--- EXERCISE PROMPT ---
Would you print each of the entries below precisely as given?

--- EXERCISE DATA ---
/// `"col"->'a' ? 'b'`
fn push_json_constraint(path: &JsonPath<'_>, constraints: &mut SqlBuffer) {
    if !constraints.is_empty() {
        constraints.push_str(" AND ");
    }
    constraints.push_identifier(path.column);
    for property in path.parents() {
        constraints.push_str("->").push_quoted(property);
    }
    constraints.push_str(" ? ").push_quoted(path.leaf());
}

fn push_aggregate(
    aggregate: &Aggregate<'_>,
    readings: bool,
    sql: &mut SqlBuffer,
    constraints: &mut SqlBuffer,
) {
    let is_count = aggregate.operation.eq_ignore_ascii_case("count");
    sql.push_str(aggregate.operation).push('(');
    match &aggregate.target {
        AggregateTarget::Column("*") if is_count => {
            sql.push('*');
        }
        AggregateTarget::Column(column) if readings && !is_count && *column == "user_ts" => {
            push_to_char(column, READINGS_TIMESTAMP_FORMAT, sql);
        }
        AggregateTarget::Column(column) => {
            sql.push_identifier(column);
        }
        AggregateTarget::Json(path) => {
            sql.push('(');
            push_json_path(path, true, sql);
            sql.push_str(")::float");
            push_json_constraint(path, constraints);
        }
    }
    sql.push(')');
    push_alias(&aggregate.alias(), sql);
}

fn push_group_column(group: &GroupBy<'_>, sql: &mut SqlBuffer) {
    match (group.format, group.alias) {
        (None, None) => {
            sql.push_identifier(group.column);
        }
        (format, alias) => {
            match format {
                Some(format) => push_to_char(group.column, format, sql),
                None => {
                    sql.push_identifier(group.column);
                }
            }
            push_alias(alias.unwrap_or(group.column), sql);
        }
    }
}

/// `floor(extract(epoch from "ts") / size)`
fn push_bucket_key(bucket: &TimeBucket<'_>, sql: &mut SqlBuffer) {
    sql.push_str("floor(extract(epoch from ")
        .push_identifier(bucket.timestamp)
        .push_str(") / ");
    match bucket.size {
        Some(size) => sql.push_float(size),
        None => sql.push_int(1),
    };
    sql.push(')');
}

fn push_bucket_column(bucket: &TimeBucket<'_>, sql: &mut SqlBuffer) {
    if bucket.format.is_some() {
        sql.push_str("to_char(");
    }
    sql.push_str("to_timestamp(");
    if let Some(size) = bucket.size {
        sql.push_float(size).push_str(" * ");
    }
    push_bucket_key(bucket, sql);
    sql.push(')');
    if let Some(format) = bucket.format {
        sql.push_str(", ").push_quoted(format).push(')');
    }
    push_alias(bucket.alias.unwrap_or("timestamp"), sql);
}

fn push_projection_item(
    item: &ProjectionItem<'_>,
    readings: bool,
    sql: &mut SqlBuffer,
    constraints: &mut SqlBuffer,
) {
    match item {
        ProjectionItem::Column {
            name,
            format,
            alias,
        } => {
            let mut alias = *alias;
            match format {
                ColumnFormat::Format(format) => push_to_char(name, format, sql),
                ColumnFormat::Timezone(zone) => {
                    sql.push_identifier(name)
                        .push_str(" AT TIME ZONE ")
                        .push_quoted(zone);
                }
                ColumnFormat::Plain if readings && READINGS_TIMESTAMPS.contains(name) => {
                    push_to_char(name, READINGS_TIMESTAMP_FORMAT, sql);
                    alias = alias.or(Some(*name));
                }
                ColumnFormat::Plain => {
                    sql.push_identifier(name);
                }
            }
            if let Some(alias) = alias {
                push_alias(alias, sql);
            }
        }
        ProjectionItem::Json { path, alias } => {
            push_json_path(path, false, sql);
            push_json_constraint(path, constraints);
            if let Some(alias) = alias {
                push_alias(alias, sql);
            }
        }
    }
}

--- SOLVED EXERCISE ---
/// `"col"->'a' ? 'b'`
fn push_json_constraint(path: &JsonPath<'_>, constraints: &mut SqlBuffer) {
    if !constraints.is_empty() {
        constraints.push_str(" AND ");
    }
    constraints.push_identifier(path.column);
    for property in path.parents() {
        constraints.push_str("->").push_quoted(property);
    }
    constraints.push_str(" ? ").push_quoted(path.leaf());
}

fn push_aggregate(
    aggregate: &Aggregate<'_>,
    readings: bool,
    sql: &mut SqlBuffer,
    constraints: &mut SqlBuffer,
) {
    let is_count = aggregate.operation.eq_ignore_ascii_case("count");
    sql.push_str(aggregate.operation).push('(');
    match &aggregate.target {
        AggregateTarget::Column("*") if is_count => {
            sql.push('*');
        }
        AggregateTarget::Column(column) if readings && !is_count && *column == "user_ts" => {
            push_to_char(column, READINGS_TIMESTAMP_FORMAT, sql);
        }
        AggregateTarget::Column(column) => {
            sql.push_identifier(column);
        }
        AggregateTarget::Json(path) => {
            sql.push('(');
            push_json_path(path, true, sql);
            sql.push_str(")::float");
            push_json_constraint(path, constraints);
        }
    }
    sql.push(')');
    push_alias(&aggregate.alias(), sql);
}

fn push_group_column(group: &GroupBy<'_>, sql: &mut SqlBuffer) {
    match (group.format, group.alias) {
        (None, None) => {
            sql.push_identifier(group.column);
        }
        (format, alias) => {
            match format {
                Some(format) => push_to_char(group.column, format, sql),
                None => {
                    sql.push_identifier(group.column);
                }
            }
            push_alias(alias.unwrap_or(group.column), sql);
        }
    }
}

/// `floor(extract(epoch from "ts") / size)`
fn push_bucket_key(bucket: &TimeBucket<'_>, sql: &mut SqlBuffer) {
    sql.push_str("floor(extract(epoch from ")
        .push_identifier(bucket.timestamp)
        .push_str(") / ");
    match bucket.size {
        Some(size) => sql.push_float(size),
        None => sql.push_int(1),
    };
    sql.push(')');
}

fn push_bucket_column(bucket: &TimeBucket<'_>, sql: &mut SqlBuffer) {
    if bucket.format.is_some() {
        sql.push_str("to_char(");
    }
    sql.push_str("to_timestamp(");
    if let Some(size) = bucket.size {
        sql.push_float(size).push_str(" * ");
    }
    push_bucket_key(bucket, sql);
    sql.push(')');
    if let Some(format) = bucket.format {
        sql.push_str(", ").push_quoted(format).push(')');
    }
    push_alias(bucket.alias.unwrap_or("timestamp"), sql);
}

fn push_projection_item(
    item: &ProjectionItem<'_>,
    readings: bool,
    sql: &mut SqlBuffer,
    constraints: &mut SqlBuffer,
) {
    match item {
        ProjectionItem::Column {
            name,
            format,
            alias,
        } => {
            let mut alias = *alias;
            match format {
                ColumnFormat::Format(format) => push_to_char(name, format, sql),
                ColumnFormat::Timezone(zone) => {
                    sql.push_identifier(name)
                        .push_str(" AT TIME ZONE ")
                        .push_quoted(zone);
                }
                ColumnFormat::Plain if readings && READINGS_TIMESTAMPS.contains(name) => {
                    push_to_char(name, READINGS_TIMESTAMP_FORMAT, sql);
                    alias = alias.or(Some(*name));
                }
                ColumnFormat::Plain => {
                    sql.push_identifier(name);
                }
            }
            if let Some(alias) = alias {
                push_alias(alias, sql);
            }
        }
        ProjectionItem::Json { path, alias } => {
            push_json_path(path, false, sql);
            push_json_constraint(path, constraints);
            if let Some(alias) = alias {
                push_alias(alias, sql);
            }
        }
    }
}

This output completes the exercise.